►

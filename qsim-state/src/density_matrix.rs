//! Reduced density matrices and entanglement measures
//!
//! These routines consume a pure statevector and trace out the wires a
//! caller is not interested in. Entropies are computed exactly from the
//! spectrum of the reduced matrix.

use crate::error::{Result, StateError};
use crate::state_vector::StateVector;
use num_complex::Complex64;
use qsim_core::linalg::eigvalsh;

const EIGENVALUE_CUTOFF: f64 = 1e-12;

/// Reduced density matrix of a pure state over the kept wires
///
/// # Arguments
/// * `state` - the pure state
/// * `keep` - device wire indices to keep; their order determines the
///   row/column bit order of the result (first kept wire most significant)
///
/// # Returns
/// Row-major `2^k x 2^k` matrix where `k = keep.len()`.
pub fn reduced_density_matrix(state: &StateVector, keep: &[usize]) -> Result<Vec<Complex64>> {
    let n = state.num_qubits();
    for &w in keep {
        if w >= n {
            return Err(StateError::InvalidQubitIndex {
                index: w,
                num_qubits: n,
            });
        }
    }

    let k = keep.len();
    let kept_shifts: Vec<usize> = keep.iter().map(|&w| n - 1 - w).collect();
    let env_shifts: Vec<usize> = (0..n)
        .filter(|w| !keep.contains(w))
        .map(|w| n - 1 - w)
        .collect();

    let sub_dim = 1usize << k;
    let env_dim = 1usize << env_shifts.len();
    let amps = state.amplitudes();
    let mut rho = vec![Complex64::new(0.0, 0.0); sub_dim * sub_dim];

    // Full index from a kept sub-index and an environment sub-index.
    let compose = |sub: usize, env: usize| -> usize {
        let mut idx = 0usize;
        for (j, &shift) in kept_shifts.iter().enumerate() {
            if (sub >> (k - 1 - j)) & 1 == 1 {
                idx |= 1 << shift;
            }
        }
        for (j, &shift) in env_shifts.iter().enumerate() {
            if (env >> (env_shifts.len() - 1 - j)) & 1 == 1 {
                idx |= 1 << shift;
            }
        }
        idx
    };

    for env in 0..env_dim {
        for i in 0..sub_dim {
            let a_i = amps[compose(i, env)];
            if a_i.norm_sqr() < f64::EPSILON * f64::EPSILON {
                continue;
            }
            for j in 0..sub_dim {
                rho[i * sub_dim + j] += a_i * amps[compose(j, env)].conj();
            }
        }
    }

    Ok(rho)
}

/// Von Neumann entropy of the reduced state over the given wires
///
/// Natural logarithm by default; pass `log_base` to rescale.
pub fn vn_entropy(state: &StateVector, wires: &[usize], log_base: Option<f64>) -> Result<f64> {
    let rho = reduced_density_matrix(state, wires)?;
    let dim = 1usize << wires.len();
    let eigenvalues =
        eigvalsh(&rho, dim).map_err(|_| StateError::InvalidMatrix {
            elements: rho.len(),
            wires: wires.len(),
        })?;

    let mut entropy = 0.0;
    for p in eigenvalues {
        if p > EIGENVALUE_CUTOFF {
            entropy -= p * p.ln();
        }
    }
    if let Some(base) = log_base {
        entropy /= base.ln();
    }
    Ok(entropy)
}

/// Mutual information `I(A, B) = S(A) + S(B) - S(AB)` between two wire
/// groups of a pure state
pub fn mutual_info(
    state: &StateVector,
    wires_a: &[usize],
    wires_b: &[usize],
    log_base: Option<f64>,
) -> Result<f64> {
    let mut joint: Vec<usize> = wires_a.to_vec();
    joint.extend_from_slice(wires_b);
    let s_a = vn_entropy(state, wires_a, log_base)?;
    let s_b = vn_entropy(state, wires_b, log_base)?;
    let s_ab = vn_entropy(state, &joint, log_base)?;
    Ok(s_a + s_b - s_ab)
}

#[cfg(test)]
mod tests {
    use super::*;
    use approx::assert_relative_eq;
    use std::f64::consts::FRAC_1_SQRT_2;

    fn bell_state() -> StateVector {
        let h = Complex64::new(FRAC_1_SQRT_2, 0.0);
        let zero = Complex64::new(0.0, 0.0);
        StateVector::from_amplitudes(2, &[h, zero, zero, h]).unwrap()
    }

    #[test]
    fn test_reduced_density_matrix_of_product_state() {
        // |10>: tracing out wire 1 leaves |1><1| on wire 0.
        let state = StateVector::basis_state(2, 2).unwrap();
        let rho = reduced_density_matrix(&state, &[0]).unwrap();
        assert_relative_eq!(rho[0].re, 0.0, epsilon = 1e-12);
        assert_relative_eq!(rho[3].re, 1.0, epsilon = 1e-12);
    }

    #[test]
    fn test_bell_state_marginal_is_maximally_mixed() {
        let rho = reduced_density_matrix(&bell_state(), &[0]).unwrap();
        assert_relative_eq!(rho[0].re, 0.5, epsilon = 1e-12);
        assert_relative_eq!(rho[3].re, 0.5, epsilon = 1e-12);
        assert_relative_eq!(rho[1].norm(), 0.0, epsilon = 1e-12);
    }

    #[test]
    fn test_bell_state_entropy() {
        let state = bell_state();
        let nats = vn_entropy(&state, &[0], None).unwrap();
        assert_relative_eq!(nats, std::f64::consts::LN_2, epsilon = 1e-9);

        let bits = vn_entropy(&state, &[0], Some(2.0)).unwrap();
        assert_relative_eq!(bits, 1.0, epsilon = 1e-9);
    }

    #[test]
    fn test_product_state_entropy_is_zero() {
        let state = StateVector::new(2);
        let entropy = vn_entropy(&state, &[1], None).unwrap();
        assert_relative_eq!(entropy, 0.0, epsilon = 1e-9);
    }

    #[test]
    fn test_bell_state_mutual_info() {
        let info = mutual_info(&bell_state(), &[0], &[1], None).unwrap();
        assert_relative_eq!(info, 2.0 * std::f64::consts::LN_2, epsilon = 1e-9);
    }

    #[test]
    fn test_mutual_info_of_product_state_is_zero() {
        let info = mutual_info(&StateVector::new(2), &[0], &[1], None).unwrap();
        assert_relative_eq!(info, 0.0, epsilon = 1e-9);
    }
}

◄

TASK STATEMENT:
Look above for the line holding "use num_complex::Complex64;", then set down exactly that line and every line after it up to and including the line holding "let amps = state.amplitudes();", with nothing else.

EXERCISE RESPONSE:
use num_complex::Complex64;
use qsim_core::linalg::eigvalsh;

const EIGENVALUE_CUTOFF: f64 = 1e-12;

/// Reduced density matrix of a pure state over the kept wires
///
/// # Arguments
/// * `state` - the pure state
/// * `keep` - device wire indices to keep; their order determines the
///   row/column bit order of the result (first kept wire most significant)
///
/// # Returns
/// Row-major `2^k x 2^k` matrix where `k = keep.len()`.
pub fn reduced_density_matrix(state: &StateVector, keep: &[usize]) -> Result<Vec<Complex64>> {
    let n = state.num_qubits();
    for &w in keep {
        if w >= n {
            return Err(StateError::InvalidQubitIndex {
                index: w,
                num_qubits: n,
            });
        }
    }

    let k = keep.len();
    let kept_shifts: Vec<usize> = keep.iter().map(|&w| n - 1 - w).collect();
    let env_shifts: Vec<usize> = (0..n)
        .filter(|w| !keep.contains(w))
        .map(|w| n - 1 - w)
        .collect();

    let sub_dim = 1usize << k;
    let env_dim = 1usize << env_shifts.len();
    let amps = state.amplitudes();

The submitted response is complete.